WHAT TO DO — State how many lines in the records below include the word "AckClass". Give nothing but that number.
DATA EXTRACT section start
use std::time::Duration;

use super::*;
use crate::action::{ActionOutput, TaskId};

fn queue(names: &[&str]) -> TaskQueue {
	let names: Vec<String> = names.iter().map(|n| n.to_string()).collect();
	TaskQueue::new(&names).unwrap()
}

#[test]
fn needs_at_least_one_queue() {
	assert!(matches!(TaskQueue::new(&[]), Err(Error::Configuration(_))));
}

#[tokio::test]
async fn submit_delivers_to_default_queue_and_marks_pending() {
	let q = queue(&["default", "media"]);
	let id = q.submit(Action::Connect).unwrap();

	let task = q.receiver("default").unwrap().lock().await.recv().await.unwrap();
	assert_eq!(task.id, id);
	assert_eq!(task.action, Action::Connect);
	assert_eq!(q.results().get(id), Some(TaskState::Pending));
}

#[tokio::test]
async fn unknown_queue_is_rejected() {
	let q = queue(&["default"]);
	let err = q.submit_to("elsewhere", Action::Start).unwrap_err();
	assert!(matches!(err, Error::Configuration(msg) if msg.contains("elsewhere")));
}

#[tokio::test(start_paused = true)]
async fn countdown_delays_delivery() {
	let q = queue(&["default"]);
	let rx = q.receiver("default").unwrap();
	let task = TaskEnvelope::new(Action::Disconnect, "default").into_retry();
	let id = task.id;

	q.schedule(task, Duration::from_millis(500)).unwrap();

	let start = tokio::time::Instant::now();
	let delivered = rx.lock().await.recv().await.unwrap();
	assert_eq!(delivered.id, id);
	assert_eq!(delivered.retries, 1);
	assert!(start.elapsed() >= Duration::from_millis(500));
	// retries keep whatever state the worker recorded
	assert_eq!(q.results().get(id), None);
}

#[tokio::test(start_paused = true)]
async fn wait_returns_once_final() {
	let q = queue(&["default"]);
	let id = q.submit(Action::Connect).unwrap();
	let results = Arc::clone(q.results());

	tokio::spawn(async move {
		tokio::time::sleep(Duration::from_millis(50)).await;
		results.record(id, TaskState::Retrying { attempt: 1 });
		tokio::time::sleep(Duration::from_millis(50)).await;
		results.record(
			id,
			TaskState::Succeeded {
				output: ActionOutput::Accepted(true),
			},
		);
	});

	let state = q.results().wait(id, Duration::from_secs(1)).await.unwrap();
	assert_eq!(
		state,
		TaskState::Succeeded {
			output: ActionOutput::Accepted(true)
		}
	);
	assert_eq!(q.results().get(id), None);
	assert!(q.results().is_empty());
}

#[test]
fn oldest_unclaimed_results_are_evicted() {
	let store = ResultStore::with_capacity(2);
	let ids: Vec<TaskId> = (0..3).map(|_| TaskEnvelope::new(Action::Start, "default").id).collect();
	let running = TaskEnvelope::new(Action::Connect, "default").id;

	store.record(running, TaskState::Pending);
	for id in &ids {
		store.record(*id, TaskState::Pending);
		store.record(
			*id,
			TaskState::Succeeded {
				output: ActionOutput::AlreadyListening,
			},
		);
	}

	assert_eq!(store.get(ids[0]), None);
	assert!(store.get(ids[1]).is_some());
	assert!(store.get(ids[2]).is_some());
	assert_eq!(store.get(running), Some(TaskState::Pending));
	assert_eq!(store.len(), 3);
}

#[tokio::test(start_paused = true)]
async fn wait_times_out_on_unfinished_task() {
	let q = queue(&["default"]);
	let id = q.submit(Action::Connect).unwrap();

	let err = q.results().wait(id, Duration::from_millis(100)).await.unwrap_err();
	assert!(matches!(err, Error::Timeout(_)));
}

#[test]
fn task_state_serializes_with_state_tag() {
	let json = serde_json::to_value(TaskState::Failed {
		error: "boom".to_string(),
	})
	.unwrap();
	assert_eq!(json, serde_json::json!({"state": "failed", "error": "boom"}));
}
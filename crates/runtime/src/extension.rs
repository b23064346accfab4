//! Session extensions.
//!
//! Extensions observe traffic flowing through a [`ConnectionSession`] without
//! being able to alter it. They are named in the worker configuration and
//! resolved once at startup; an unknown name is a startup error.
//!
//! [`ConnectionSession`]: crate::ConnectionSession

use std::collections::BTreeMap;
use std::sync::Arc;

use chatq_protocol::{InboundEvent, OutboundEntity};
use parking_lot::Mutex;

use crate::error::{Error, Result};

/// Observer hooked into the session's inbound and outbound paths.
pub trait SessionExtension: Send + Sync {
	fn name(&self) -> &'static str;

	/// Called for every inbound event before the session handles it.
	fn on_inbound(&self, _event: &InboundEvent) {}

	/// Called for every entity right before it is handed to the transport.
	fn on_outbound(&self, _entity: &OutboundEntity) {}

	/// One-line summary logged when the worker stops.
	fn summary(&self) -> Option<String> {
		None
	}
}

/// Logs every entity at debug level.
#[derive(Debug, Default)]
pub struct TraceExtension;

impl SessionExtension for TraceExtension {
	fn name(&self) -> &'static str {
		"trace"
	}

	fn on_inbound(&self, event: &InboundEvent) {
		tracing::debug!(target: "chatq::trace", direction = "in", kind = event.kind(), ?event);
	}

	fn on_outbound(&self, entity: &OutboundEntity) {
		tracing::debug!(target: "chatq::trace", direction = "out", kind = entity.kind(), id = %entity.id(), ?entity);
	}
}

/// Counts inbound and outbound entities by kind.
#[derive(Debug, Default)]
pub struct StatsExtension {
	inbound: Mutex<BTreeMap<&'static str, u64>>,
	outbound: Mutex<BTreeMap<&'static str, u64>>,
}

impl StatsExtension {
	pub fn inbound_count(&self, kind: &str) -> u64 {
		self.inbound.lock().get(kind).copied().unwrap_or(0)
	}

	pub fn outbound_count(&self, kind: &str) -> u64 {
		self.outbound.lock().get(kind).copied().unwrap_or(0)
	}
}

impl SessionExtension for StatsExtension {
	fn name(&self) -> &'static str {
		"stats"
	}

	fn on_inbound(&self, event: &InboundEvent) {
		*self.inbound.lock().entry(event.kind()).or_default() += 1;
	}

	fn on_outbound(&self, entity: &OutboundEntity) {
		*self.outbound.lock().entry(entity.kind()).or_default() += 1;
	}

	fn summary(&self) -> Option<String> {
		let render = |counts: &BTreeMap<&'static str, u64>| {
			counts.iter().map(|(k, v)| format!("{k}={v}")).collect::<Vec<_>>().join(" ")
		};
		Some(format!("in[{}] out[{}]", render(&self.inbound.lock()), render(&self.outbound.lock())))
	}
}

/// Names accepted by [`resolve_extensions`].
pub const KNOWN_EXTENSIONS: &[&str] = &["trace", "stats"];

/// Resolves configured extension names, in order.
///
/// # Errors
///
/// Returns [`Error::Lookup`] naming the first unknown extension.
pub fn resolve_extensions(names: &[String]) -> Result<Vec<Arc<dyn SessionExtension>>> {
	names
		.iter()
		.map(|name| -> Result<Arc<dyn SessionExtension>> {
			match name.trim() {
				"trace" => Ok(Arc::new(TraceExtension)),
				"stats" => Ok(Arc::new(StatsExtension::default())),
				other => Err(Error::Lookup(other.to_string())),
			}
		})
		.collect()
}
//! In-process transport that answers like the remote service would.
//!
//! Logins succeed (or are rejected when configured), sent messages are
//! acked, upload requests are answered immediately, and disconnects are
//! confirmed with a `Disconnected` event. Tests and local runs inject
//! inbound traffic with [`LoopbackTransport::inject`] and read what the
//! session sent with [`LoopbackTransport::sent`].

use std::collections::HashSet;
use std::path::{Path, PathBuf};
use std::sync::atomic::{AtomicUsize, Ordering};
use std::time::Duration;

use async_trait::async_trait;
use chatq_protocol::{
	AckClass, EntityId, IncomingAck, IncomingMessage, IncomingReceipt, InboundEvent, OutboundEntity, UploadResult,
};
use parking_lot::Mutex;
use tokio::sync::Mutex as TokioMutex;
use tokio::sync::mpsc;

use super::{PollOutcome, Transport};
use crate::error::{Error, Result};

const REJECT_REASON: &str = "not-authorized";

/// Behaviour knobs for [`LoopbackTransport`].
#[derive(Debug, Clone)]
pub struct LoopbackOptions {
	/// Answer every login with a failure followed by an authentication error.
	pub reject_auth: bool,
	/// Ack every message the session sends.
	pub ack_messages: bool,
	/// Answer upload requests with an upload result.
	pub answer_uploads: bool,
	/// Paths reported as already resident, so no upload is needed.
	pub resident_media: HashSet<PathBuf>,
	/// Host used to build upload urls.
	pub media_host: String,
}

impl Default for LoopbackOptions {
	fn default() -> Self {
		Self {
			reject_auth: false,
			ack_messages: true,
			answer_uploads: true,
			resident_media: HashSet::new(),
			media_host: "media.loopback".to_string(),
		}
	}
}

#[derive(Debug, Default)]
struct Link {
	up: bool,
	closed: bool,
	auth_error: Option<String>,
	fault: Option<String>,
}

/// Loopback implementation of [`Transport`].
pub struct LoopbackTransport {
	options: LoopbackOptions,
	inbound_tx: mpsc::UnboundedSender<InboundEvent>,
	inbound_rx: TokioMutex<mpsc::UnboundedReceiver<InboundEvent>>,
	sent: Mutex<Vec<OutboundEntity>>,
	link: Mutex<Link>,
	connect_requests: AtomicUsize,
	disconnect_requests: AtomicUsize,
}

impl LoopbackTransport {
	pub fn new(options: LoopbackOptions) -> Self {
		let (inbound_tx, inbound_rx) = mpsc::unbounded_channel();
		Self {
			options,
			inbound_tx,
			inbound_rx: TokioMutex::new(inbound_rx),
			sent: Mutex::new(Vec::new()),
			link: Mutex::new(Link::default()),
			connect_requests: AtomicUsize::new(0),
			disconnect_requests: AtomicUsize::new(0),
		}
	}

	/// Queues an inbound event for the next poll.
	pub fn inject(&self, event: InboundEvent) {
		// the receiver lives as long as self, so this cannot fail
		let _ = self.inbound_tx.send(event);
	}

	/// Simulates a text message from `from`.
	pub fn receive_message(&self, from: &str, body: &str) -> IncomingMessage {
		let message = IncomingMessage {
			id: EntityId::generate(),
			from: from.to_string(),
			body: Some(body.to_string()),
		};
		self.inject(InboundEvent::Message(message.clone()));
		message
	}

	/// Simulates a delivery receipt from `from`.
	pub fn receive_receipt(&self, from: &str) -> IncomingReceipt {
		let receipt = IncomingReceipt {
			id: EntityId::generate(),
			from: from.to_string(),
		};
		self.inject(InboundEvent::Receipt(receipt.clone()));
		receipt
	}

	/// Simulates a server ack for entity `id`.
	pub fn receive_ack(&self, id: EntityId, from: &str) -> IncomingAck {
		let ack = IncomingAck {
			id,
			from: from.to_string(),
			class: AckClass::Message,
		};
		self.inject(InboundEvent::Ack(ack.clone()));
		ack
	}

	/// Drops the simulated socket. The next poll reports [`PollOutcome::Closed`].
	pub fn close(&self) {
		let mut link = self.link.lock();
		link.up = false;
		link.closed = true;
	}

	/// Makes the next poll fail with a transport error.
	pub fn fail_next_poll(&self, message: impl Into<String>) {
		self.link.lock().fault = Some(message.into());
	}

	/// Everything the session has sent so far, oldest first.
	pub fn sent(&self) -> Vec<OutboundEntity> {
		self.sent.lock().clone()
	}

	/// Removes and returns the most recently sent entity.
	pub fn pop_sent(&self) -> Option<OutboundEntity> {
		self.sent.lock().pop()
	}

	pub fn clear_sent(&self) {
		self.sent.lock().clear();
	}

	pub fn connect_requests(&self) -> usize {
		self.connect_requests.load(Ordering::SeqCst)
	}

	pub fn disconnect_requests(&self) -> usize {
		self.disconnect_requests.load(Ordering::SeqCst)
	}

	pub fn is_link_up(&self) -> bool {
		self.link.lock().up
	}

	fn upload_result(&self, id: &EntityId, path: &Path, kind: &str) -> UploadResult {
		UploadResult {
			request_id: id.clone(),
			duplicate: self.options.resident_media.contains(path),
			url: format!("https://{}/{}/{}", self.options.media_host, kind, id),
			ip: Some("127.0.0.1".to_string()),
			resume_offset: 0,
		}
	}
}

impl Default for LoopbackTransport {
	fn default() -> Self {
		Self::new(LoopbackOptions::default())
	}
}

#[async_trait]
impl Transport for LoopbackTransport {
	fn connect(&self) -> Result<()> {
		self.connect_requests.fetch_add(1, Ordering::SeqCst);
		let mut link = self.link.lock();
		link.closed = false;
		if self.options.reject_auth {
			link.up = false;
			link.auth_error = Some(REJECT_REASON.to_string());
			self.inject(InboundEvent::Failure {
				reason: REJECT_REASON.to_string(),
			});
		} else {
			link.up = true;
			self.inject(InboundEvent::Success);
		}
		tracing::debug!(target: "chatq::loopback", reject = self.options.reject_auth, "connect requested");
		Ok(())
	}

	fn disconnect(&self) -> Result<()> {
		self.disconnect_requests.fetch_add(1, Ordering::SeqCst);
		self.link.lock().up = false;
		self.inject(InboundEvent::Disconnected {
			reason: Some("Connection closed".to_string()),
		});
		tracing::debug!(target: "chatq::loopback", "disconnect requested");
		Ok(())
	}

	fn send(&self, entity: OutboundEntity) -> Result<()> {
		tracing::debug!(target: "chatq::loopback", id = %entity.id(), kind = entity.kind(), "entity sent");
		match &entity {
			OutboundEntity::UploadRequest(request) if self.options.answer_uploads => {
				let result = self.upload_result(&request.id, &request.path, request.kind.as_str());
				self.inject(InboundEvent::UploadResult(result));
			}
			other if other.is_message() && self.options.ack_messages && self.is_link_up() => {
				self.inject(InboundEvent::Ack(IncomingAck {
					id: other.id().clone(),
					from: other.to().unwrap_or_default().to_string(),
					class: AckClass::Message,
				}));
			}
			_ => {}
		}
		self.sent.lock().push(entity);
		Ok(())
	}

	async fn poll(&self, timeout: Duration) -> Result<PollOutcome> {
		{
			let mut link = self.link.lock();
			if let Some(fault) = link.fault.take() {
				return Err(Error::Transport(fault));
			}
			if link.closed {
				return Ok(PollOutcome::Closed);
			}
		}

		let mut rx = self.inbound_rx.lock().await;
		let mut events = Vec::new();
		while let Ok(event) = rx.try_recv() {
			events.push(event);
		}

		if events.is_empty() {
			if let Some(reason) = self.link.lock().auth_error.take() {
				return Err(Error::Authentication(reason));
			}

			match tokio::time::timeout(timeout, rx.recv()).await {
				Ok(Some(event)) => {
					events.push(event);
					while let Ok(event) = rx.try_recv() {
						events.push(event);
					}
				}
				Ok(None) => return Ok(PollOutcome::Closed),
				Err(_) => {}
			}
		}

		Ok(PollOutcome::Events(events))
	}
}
DATA EXTRACT section end
WORKED SOLUTION — 3